===== Records supplied
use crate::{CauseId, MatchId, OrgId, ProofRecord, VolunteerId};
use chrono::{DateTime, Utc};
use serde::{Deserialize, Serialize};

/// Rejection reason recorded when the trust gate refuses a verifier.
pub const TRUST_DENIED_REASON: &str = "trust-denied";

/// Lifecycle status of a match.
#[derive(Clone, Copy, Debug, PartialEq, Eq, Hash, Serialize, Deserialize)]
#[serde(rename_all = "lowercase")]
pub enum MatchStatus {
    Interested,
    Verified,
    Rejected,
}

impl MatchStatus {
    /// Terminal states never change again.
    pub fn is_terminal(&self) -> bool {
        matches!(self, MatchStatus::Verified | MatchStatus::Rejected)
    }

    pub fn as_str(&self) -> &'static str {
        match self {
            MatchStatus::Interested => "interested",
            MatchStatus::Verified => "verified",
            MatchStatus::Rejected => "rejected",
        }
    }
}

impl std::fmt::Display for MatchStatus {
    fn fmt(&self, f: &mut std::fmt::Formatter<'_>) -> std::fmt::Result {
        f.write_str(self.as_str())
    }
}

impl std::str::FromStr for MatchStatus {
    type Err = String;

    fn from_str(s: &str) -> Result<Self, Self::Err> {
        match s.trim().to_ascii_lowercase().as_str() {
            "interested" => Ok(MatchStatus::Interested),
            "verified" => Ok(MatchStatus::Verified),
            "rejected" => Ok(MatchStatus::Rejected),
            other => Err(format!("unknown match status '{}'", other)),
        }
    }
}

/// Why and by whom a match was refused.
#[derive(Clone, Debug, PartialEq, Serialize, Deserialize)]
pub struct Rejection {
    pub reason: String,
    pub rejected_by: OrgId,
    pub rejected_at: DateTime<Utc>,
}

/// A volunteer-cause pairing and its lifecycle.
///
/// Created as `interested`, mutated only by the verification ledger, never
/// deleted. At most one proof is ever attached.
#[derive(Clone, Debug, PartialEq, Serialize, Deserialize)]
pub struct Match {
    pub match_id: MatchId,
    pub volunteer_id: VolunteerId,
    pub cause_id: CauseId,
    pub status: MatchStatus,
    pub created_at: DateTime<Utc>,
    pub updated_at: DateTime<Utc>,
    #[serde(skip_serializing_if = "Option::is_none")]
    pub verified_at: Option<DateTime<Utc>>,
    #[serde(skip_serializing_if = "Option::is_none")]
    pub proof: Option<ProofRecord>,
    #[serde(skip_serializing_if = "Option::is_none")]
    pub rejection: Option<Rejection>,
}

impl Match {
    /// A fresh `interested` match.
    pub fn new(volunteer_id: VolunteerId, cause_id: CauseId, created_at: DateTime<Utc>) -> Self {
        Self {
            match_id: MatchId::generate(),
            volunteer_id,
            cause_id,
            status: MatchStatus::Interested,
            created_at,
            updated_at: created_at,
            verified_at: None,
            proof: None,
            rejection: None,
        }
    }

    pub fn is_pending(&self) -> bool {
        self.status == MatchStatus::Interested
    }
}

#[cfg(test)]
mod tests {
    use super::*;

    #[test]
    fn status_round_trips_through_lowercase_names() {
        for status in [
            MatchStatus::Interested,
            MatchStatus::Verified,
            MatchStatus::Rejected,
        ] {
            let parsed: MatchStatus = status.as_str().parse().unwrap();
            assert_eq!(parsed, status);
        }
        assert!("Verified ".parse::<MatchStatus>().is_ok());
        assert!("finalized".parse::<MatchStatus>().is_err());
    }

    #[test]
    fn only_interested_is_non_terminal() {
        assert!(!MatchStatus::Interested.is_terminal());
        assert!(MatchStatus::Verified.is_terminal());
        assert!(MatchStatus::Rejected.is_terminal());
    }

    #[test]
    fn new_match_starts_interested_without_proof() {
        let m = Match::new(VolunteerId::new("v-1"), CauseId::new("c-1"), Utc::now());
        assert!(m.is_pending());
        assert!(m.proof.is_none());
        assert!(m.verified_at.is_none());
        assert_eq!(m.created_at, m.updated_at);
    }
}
==========
Aim of the exercise: Only the number is needed: state how many lines in the listing contain "CauseId".

Worked solution: 4